When this finally happens expect WTI and Brent to be priced in the $45 a barrel range. As when the U.S. gets a cold, the entire global supply chain gets the flu! And with a 16 trillion dollar debt issue and climbing, that`s going to be one major austerity project, then the real deflationary loop kicks in.


The government cuts back spending, the economy goes into recession, china manufacturing recedes, oil and commodities contract, those resource laden economies go into recession, and the whole loop feeds back into itself, and you have a global recession of epic proportions. It`s just a question of when the United States can no longer kick the can down the road before the entire world is held hostage just like Europe over the U.S. version of an austerity mandated project. 


Supply versus Demand

So in the short term they can build more storage facilities and more pipelines out of Cushing, but the North American production increases are always going to be more than the measures applied to alleviate this glut because the fundamentals of high oil prices in a 2% at best economic growth engine that is borrowing the future through artificial means of stimulation at the present just reinforces that the real issue is one of demand versus supply.
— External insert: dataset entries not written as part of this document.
//! Chromium-backed page accessor.
//!
//! Each launch starts (or connects to) a browser, opens one page with a
//! realistic user agent and stealth patches, and hands it to the driver.
//! Dropping the page aborts the CDP handler task and the browser process
//! goes with it.

mod config;
#[cfg(feature = "browser")]
mod stealth;

pub use config::BrowserEngineConfig;

#[cfg(feature = "browser")]
pub use chromium::{ChromiumLauncher, ChromiumPage};

#[cfg(not(feature = "browser"))]
pub use stub::ChromiumLauncher;

#[cfg(feature = "browser")]
mod chromium {
    use std::path::{Path, PathBuf};
    use std::sync::Arc;
    use std::time::Duration;

    use async_trait::async_trait;
    use chromiumoxide::cdp::browser_protocol::network::{
        CookieParam, SetUserAgentOverrideParams, TimeSinceEpoch,
    };
    use chromiumoxide::cdp::browser_protocol::page::AddScriptToEvaluateOnNewDocumentParams;
    use chromiumoxide::{Browser, BrowserConfig, Page};
    use futures::StreamExt;
    use tokio::sync::Mutex;
    use tokio::task::JoinHandle;
    use tracing::{debug, info, warn};

    use super::config::BrowserEngineConfig;
    use super::stealth;
    use crate::scrapers::error::PageError;
    use crate::scrapers::page::{CookieSpec, PageAccessor, SessionLauncher};

    /// Common Chrome executable paths to check.
    const CHROME_PATHS: &[&str] = &[
        // Linux
        "/usr/bin/google-chrome",
        "/usr/bin/google-chrome-stable",
        "/usr/bin/chromium",
        "/usr/bin/chromium-browser",
        "/snap/bin/chromium",
        // macOS
        "/Applications/Google Chrome.app/Contents/MacOS/Google Chrome",
        "/Applications/Chromium.app/Contents/MacOS/Chromium",
    ];

    const CHROME_COMMANDS: &[&str] = &[
        "google-chrome",
        "google-chrome-stable",
        "chromium",
        "chromium-browser",
    ];

    const POLL_INTERVAL: Duration = Duration::from_millis(250);

    fn find_chrome() -> Result<PathBuf, PageError> {
        for path in CHROME_PATHS {
            let p = Path::new(path);
            if p.exists() {
                info!("Found Chrome at: {}", path);
                return Ok(p.to_path_buf());
            }
        }

        for cmd in CHROME_COMMANDS {
            if let Ok(path) = which::which(cmd) {
                info!("Found Chrome in PATH: {}", path.display());
                return Ok(path);
            }
        }

        Err(PageError::Launch(
            "Chrome/Chromium not found. Install chromium or google-chrome, \
             or set scraper.remote_url to an existing DevTools endpoint"
                .to_string(),
        ))
    }

    fn script_error(e: impl std::fmt::Display) -> PageError {
        PageError::Script(e.to_string())
    }

    /// Launches one isolated Chromium session per run.
    pub struct ChromiumLauncher {
        config: BrowserEngineConfig,
    }

    impl ChromiumLauncher {
        pub fn new(config: BrowserEngineConfig) -> Self {
            Self { config }
        }

        async fn start_browser(&self) -> Result<(Browser, JoinHandle<()>), PageError> {
            let (browser, mut handler) = match self.config.remote_url.as_deref() {
                Some(url) => self.connect_remote(url).await?,
                None => {
                    info!("Launching browser (headless={})", self.config.headless);
                    let mut builder = BrowserConfig::builder().chrome_executable(find_chrome()?);

                    // with_head means NOT headless
                    if !self.config.headless {
                        builder = builder.with_head();
                    }

                    builder = builder
                        .arg("--disable-blink-features=AutomationControlled")
                        .arg("--disable-infobars")
                        .arg("--disable-dev-shm-usage")
                        .arg("--no-first-run")
                        .arg("--no-default-browser-check")
                        .arg("--no-sandbox")
                        .arg("--disable-gpu");

                    for arg in &self.config.chrome_args {
                        builder = builder.arg(arg);
                    }

                    let config = builder.build().map_err(PageError::Launch)?;
                    Browser::launch(config)
                        .await
                        .map_err(|e| PageError::Launch(e.to_string()))?
                }
            };

            let handle = tokio::spawn(async move {
                while let Some(h) = handler.next().await {
                    if h.is_err() {
                        break;
                    }
                }
            });

            Ok((browser, handle))
        }

        async fn connect_remote(
            &self,
            url: &str,
        ) -> Result<(Browser, chromiumoxide::Handler), PageError> {
            info!("Connecting to remote browser at {}", url);

            // The WebSocket URL comes from the /json/version endpoint
            let http_url = url
                .replace("ws://", "http://")
                .replace("wss://", "https://");
            let version_url = format!("{}/json/version", http_url.trim_end_matches('/'));

            let resp: serde_json::Value = reqwest::Client::new()
                .get(&version_url)
                .send()
                .await
                .map_err(|e| PageError::Launch(format!("remote browser unreachable: {}", e)))?
                .json()
                .await
                .map_err(|e| PageError::Launch(format!("bad version info: {}", e)))?;

            let ws_url = resp
                .get("webSocketDebuggerUrl")
                .and_then(|v| v.as_str())
                .ok_or_else(|| PageError::Launch("no webSocketDebuggerUrl in response".into()))?;

            let handler_config = chromiumoxide::handler::HandlerConfig {
                request_timeout: Duration::from_secs(self.config.timeout),
                ..Default::default()
            };

            Browser::connect_with_config(ws_url, handler_config)
                .await
                .map_err(|e| PageError::Launch(e.to_string()))
        }
    }

    #[async_trait]
    impl SessionLauncher for ChromiumLauncher {
        async fn launch(&self) -> Result<Box<dyn PageAccessor>, PageError> {
            let (browser, handler) = self.start_browser().await?;

            let page = browser
                .new_page("about:blank")
                .await
                .map_err(|e| PageError::Launch(e.to_string()))?;

            page.execute(SetUserAgentOverrideParams::new(self.config.user_agent.clone()))
                .await
                .map_err(|e| PageError::Launch(e.to_string()))?;

            if let Err(e) = page
                .execute(AddScriptToEvaluateOnNewDocumentParams::new(stealth::combined()))
                .await
            {
                debug!("Stealth script installation skipped: {}", e);
            }

            Ok(Box::new(ChromiumPage {
                browser: Arc::new(Mutex::new(browser)),
                page,
                handler,
                timeout: Duration::from_secs(self.config.timeout),
            }))
        }
    }

    /// One page in a launched browser.
    pub struct ChromiumPage {
        browser: Arc<Mutex<Browser>>,
        page: Page,
        handler: JoinHandle<()>,
        timeout: Duration,
    }

    impl ChromiumPage {
        async fn eval<T: serde::de::DeserializeOwned>(&self, script: String) -> Result<T, PageError> {
            self.page
                .evaluate(script)
                .await
                .map_err(script_error)?
                .into_value()
                .map_err(script_error)
        }
    }

    /// JSON-quote a selector for embedding in a script.
    fn quoted(selector: &str) -> String {
        serde_json::to_string(selector).unwrap_or_else(|_| "\"\"".to_string())
    }

    #[async_trait]
    impl PageAccessor for ChromiumPage {
        async fn navigate(&self, url: &str) -> Result<(), PageError> {
            info!("Navigating to {}", url);
            let navigation_error = |e: chromiumoxide::error::CdpError| PageError::Navigation {
                url: url.to_string(),
                reason: e.to_string(),
            };

            match tokio::time::timeout(self.timeout, async {
                self.page.goto(url).await.map_err(navigation_error)?;
                self.page
                    .wait_for_navigation()
                    .await
                    .map_err(navigation_error)?;
                Ok::<(), PageError>(())
            })
            .await
            {
                Ok(result) => result,
                Err(_) => Err(PageError::Navigation {
                    url: url.to_string(),
                    reason: format!("timed out after {:?}", self.timeout),
                }),
            }
        }

        async fn wait_for(&self, selector: &str, timeout: Duration) -> Result<(), PageError> {
            let deadline = tokio::time::Instant::now() + timeout;
            loop {
                if self.page.find_element(selector).await.is_ok() {
                    return Ok(());
                }
                if tokio::time::Instant::now() >= deadline {
                    return Err(PageError::WaitTimeout {
                        selector: selector.to_string(),
                        timeout,
                    });
                }
                tokio::time::sleep(POLL_INTERVAL).await;
            }
        }

        async fn count(&self, selector: &str) -> Result<usize, PageError> {
            self.eval(format!(
                "document.querySelectorAll({}).length",
                quoted(selector)
            ))
            .await
        }

        // Lookups return a zero- or one-element array; a bare null does not
        // survive the CDP round trip as a value.
        async fn text(&self, selector: &str) -> Result<Option<String>, PageError> {
            let found: Vec<String> = self
                .eval(format!(
                    "(() => {{ const el = document.querySelector({}); return el ? [el.textContent] : []; }})()",
                    quoted(selector)
                ))
                .await?;
            Ok(found.into_iter().next())
        }

        async fn attribute(&self, selector: &str, name: &str) -> Result<Option<String>, PageError> {
            let found: Vec<String> = self
                .eval(format!(
                    "(() => {{ const el = document.querySelector({}); const v = el && el.getAttribute({}); return v === null || v === undefined ? [] : [v]; }})()",
                    quoted(selector),
                    quoted(name)
                ))
                .await?;
            Ok(found.into_iter().next())
        }

        async fn click(&self, selector: &str) -> Result<(), PageError> {
            let element = self
                .page
                .find_element(selector)
                .await
                .map_err(|_| PageError::NotFound(selector.to_string()))?;
            element.click().await.map_err(script_error)?;
            Ok(())
        }

        async fn scroll_to_bottom(&self) -> Result<(), PageError> {
            self.page
                .evaluate("window.scrollTo(0, document.body.scrollHeight)")
                .await
                .map_err(script_error)?;
            Ok(())
        }

        async fn content(&self) -> Result<String, PageError> {
            self.page.content().await.map_err(script_error)
        }

        async fn set_cookie(&self, cookie: &CookieSpec) -> Result<(), PageError> {
            let mut builder = CookieParam::builder()
                .name(cookie.name.clone())
                .value(cookie.value.clone())
                .domain(cookie.domain.clone())
                .path(cookie.path.clone())
                .secure(cookie.secure)
                .http_only(cookie.http_only);
            if let Some(expires) = cookie.expires {
                builder = builder.expires(TimeSinceEpoch::new(expires.timestamp() as f64));
            }

            let param = builder.build().map_err(|reason| PageError::Cookie {
                name: cookie.name.clone(),
                reason,
            })?;

            self.page
                .set_cookie(param)
                .await
                .map_err(|e| PageError::Cookie {
                    name: cookie.name.clone(),
                    reason: e.to_string(),
                })?;
            Ok(())
        }

        async fn close(&self) {
            if let Err(e) = self.page.clone().close().await {
                debug!("Page close failed: {}", e);
            }
            if let Err(e) = self.browser.lock().await.close().await {
                warn!("Browser close failed: {}", e);
            }
            self.handler.abort();
        }
    }

    impl Drop for ChromiumPage {
        fn drop(&mut self) {
            self.handler.abort();
        }
    }
}

#[cfg(not(feature = "browser"))]
mod stub {
    use async_trait::async_trait;

    use super::config::BrowserEngineConfig;
    use crate::scrapers::error::PageError;
    use crate::scrapers::page::{PageAccessor, SessionLauncher};

    /// Stand-in when browser support is compiled out. Every launch fails.
    pub struct ChromiumLauncher {
        #[allow(dead_code)]
        config: BrowserEngineConfig,
    }

    impl ChromiumLauncher {
        pub fn new(config: BrowserEngineConfig) -> Self {
            Self { config }
        }
    }

    #[async_trait]
    impl SessionLauncher for ChromiumLauncher {
        async fn launch(&self) -> Result<Box<dyn PageAccessor>, PageError> {
            Err(PageError::Unsupported)
        }
    }
}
At current prices there is going to continue to be more production coming online versus the demand to eat up that supply. Simple economic theory, and the solution is probably two-fold: a reduction in prices to increase demand, and ultimately, a cutback in production around the world.



Bear Cycle in Oil

There will be a major pullback in oil prices, we are presently already in the deflationary stage, but you haven`t seen anything yet, because we are increasing production (we currently produce more than we consume each day)  around the world as prices are real high relative to demand. What happens when the central bank stimulus stops being effective, and it stops altogether, and the debt issues are finally addressed? That is when the real recession takes hold, and the only solution then to massive oversupply is stopping production. The real question is who stops production: is it North America, Russia or OPEC? The real answer in the boom and bust cycles that play out in oil industry is all of the above, in the end everyone is going to have to cut back production as prices are going to drop like a rock in the next bear cycle in the oil industry.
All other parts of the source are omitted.